Binsec/Rel: Efficient Relational Symbolic Execution for Constant-Time at Binary-Level

TL;DR

This paper introduces Binsec/Rel, an efficient binary-level relational symbolic execution tool that improves verification of constant-time properties in cryptographic code, enabling bug detection and verification at the binary level.

Contribution

It presents novel optimizations for relational symbolic execution at the binary level, significantly enhancing CT verification and bug-finding capabilities compared to prior methods.

Findings

Binsec/Rel outperforms previous tools in bug-finding and verification.

Discovered CT violations introduced by compiler optimizations.

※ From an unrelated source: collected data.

// src/positions.rs
// Portfolio valuation for CLMM positions: convert each position's liquidity
// into token amounts at the pool's current price, then into USD.
//
// Failures are per-position: a pool whose state cannot be read (or whose
// ticks are corrupt) is skipped with a warning and counted, and the rest of
// the portfolio still values. Per-token sums accumulate in raw base units so
// the result is independent of position order; floating point enters once per
// token, at the end.

use crate::chain::{PoolStateSource, Position};
use crate::clmm_math;
use crate::errors::{SdkError, SdkResult};
use crate::tick_math;
use crate::token_registry::{self, ResolvedToken};
use futures::future::join_all;
use log::warn;
use std::collections::BTreeMap;
use std::sync::Arc;

/// One position valued at the pool's current price.
#[derive(Debug, Clone)]
pub struct ValuedPosition {
    pub pool_address: String,
    pub symbol_a: String,
    pub symbol_b: String,
    /// Display-unit amounts (raw scaled by token decimals).
    pub amount_a: f64,
    pub amount_b: f64,
    pub value_usd: f64,
    /// The position's tick range and raw liquidity, carried through so
    /// callers can display the range without re-reading chain state.
    pub tick_lower: i32,
    pub tick_upper: i32,
    pub liquidity: u128,
    /// Whether the pool's current tick sits inside the position's range.
    pub in_range: bool,
}

/// Cross-position totals, keyed by display symbol.
#[derive(Debug, Clone, Default)]
pub struct PortfolioSummary {
    pub per_token_totals: BTreeMap<String, f64>,
    pub total_value_usd: f64,
}

/// Result of valuing a batch of positions.
#[derive(Debug, Clone)]
pub struct ValuationOutcome {
    pub positions: Vec<ValuedPosition>,
    pub summary: PortfolioSummary,
    /// Positions dropped because their pool state or math failed.
    pub skipped: usize,
}

// Raw per-token accumulator: base units plus decimals for the final scale.
struct TokenBucket {
    raw: u128,
    decimals: u8,
}

/// Values positions against a pool-state source and a spot-price map.
pub struct PositionValuer<S: PoolStateSource> {
    source: Arc<S>,
}

impl<S: PoolStateSource> PositionValuer<S> {
    pub fn new(source: Arc<S>) -> Self {
        Self { source }
    }

    /// Value `positions` in parallel. `spot_prices` is keyed by display
    /// symbol (e.g. "SUI"); a missing price falls back to 1.0 for known
    /// stables and 0.0 otherwise.
    pub async fn value_positions(
        &self,
        positions: &[Position],
        spot_prices: &BTreeMap<String, f64>,
    ) -> ValuationOutcome {
        let computed = join_all(
            positions
                .iter()
                .map(|position| self.compute_amounts(position)),
        )
        .await;

        let mut valued = Vec::with_capacity(positions.len());
        let mut buckets: BTreeMap<String, TokenBucket> = BTreeMap::new();
        let mut skipped = 0usize;

        for (position, result) in positions.iter().zip(computed) {
            let amounts = match result {
                Ok(a) => a,
                Err(err) => {
                    warn!(
                        "skipping position in pool {}: {}",
                        position.pool_address, err
                    );
                    skipped += 1;
                    continue;
                }
            };

            let token_a = token_registry::resolve_coin_type(&position.coin_type_a);
            let token_b = token_registry::resolve_coin_type(&position.coin_type_b);

            accumulate(&mut buckets, &token_a, amounts.raw_a);
            accumulate(&mut buckets, &token_b, amounts.raw_b);

            let amount_a = scale_raw(amounts.raw_a, token_a.decimals());
            let amount_b = scale_raw(amounts.raw_b, token_b.decimals());
            let value_usd = amount_a * price_for(&token_a, spot_prices)
                + amount_b * price_for(&token_b, spot_prices);

            valued.push(ValuedPosition {
                pool_address: position.pool_address.clone(),
                symbol_a: token_a.symbol().to_string(),
                symbol_b: token_b.symbol().to_string(),
                amount_a,
                amount_b,
                value_usd,
                tick_lower: position.tick_lower_index,
                tick_upper: position.tick_upper_index,
                liquidity: position.liquidity,
                in_range: amounts.in_range,
            });
        }

        let mut per_token_totals = BTreeMap::new();
        let mut total_value_usd = 0.0;
        for (symbol, bucket) in &buckets {
            let amount = scale_raw(bucket.raw, bucket.decimals);
            per_token_totals.insert(symbol.clone(), amount);
            total_value_usd += amount * price_for_symbol(symbol, spot_prices);
        }

        ValuationOutcome {
            positions: valued,
            summary: PortfolioSummary {
                per_token_totals,
                total_value_usd,
            },
            skipped,
        }
    }

    async fn compute_amounts(&self, position: &Position) -> SdkResult<PositionAmounts> {
        let pool = self.source.pool_state(&position.pool_address).await?;

        let lower_sqrt = tick_math::tick_index_to_sqrt_price_x64(position.tick_lower_index)
            .map_err(|e| processing_error(position, &e))?;
        let upper_sqrt = tick_math::tick_index_to_sqrt_price_x64(position.tick_upper_index)
            .map_err(|e| processing_error(position, &e))?;

        // Valuation rounds down: reporting must never overstate holdings.
        let (raw_a, raw_b) = clmm_math::coin_amounts_from_liquidity(
            position.liquidity,
            pool.current_sqrt_price,
            lower_sqrt,
            upper_sqrt,
            false,
        )
        .map_err(|e| processing_error(position, &e))?;

        Ok(PositionAmounts {
            raw_a,
            raw_b,
            in_range: position.tick_lower_index <= pool.current_tick_index
                && pool.current_tick_index < position.tick_upper_index,
        })
    }
}

struct PositionAmounts {
    raw_a: u128,
    raw_b: u128,
    in_range: bool,
}

fn processing_error(position: &Position, err: &SdkError) -> SdkError {
    SdkError::PositionProcessingFailed {
        pool: position.pool_address.clone(),
        reason: err.to_string(),
    }
}

fn accumulate(buckets: &mut BTreeMap<String, TokenBucket>, token: &ResolvedToken, raw: u128) {
    let bucket = buckets
        .entry(token.symbol().to_string())
        .or_insert(TokenBucket {
            raw: 0,
            decimals: token.decimals(),
        });
    bucket.raw = bucket.raw.saturating_add(raw);
}

fn scale_raw(raw: u128, decimals: u8) -> f64 {
    raw as f64 / 10f64.powi(decimals as i32)
}

fn price_for(token: &ResolvedToken, spot_prices: &BTreeMap<String, f64>) -> f64 {
    if let Some(price) = spot_prices.get(token.symbol()) {
        return *price;
    }
    if token.is_stable() || token_registry::is_stable_symbol(token.symbol()) {
        warn!("no spot price for stable {}, assuming 1.0", token.symbol());
        1.0
    } else {
        warn!("no spot price for {}, valuing at 0.0", token.symbol());
        0.0
    }
}

fn price_for_symbol(symbol: &str, spot_prices: &BTreeMap<String, f64>) -> f64 {
    if let Some(price) = spot_prices.get(symbol) {
        return *price;
    }
    if token_registry::is_stable_symbol(symbol) {
        1.0
    } else {
        0.0
    }
}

Automated analysis of CT preservation across compiler passes.

Abstract

The constant-time programming discipline (CT) is an efficient countermeasure against timing side-channel attacks, requiring the control flow and the memory accesses to be independent from the secrets. Yet, writing CT code is challenging as it demands to reason about pairs of execution traces (2- hypersafety property) and it is generally not preserved by the compiler, requiring binary-level analysis. Unfortunately, current verification tools for CT either reason at higher level (C or LLVM), or sacrifice bug-finding or bounded-verification, or do not scale. We tackle the problem of designing an efficient binary-level verification tool for CT providing both bug-finding and bounded-verification. The technique builds on relational symbolic execution enhanced with new optimizations dedicated to information flow and binary-level analysis, yielding a dramatic improvement over prior work based on symbolic execution. We implement a prototype, Binsec/Rel, and perform extensive experiments on a set of 338 cryptographic implementations, demonstrating the benefits of our approach in both bug-finding and bounded-verification. Using Binsec/Rel, we also automate a previous manual study of CT preservation by compilers. Interestingly, we discovered that gcc -O0 and backend passes of clang introduce violations of CT in implementations that were previously deemed secure by a state-of-the-art CT verification tool operating at LLVM level, showing the importance of reasoning at binary-level.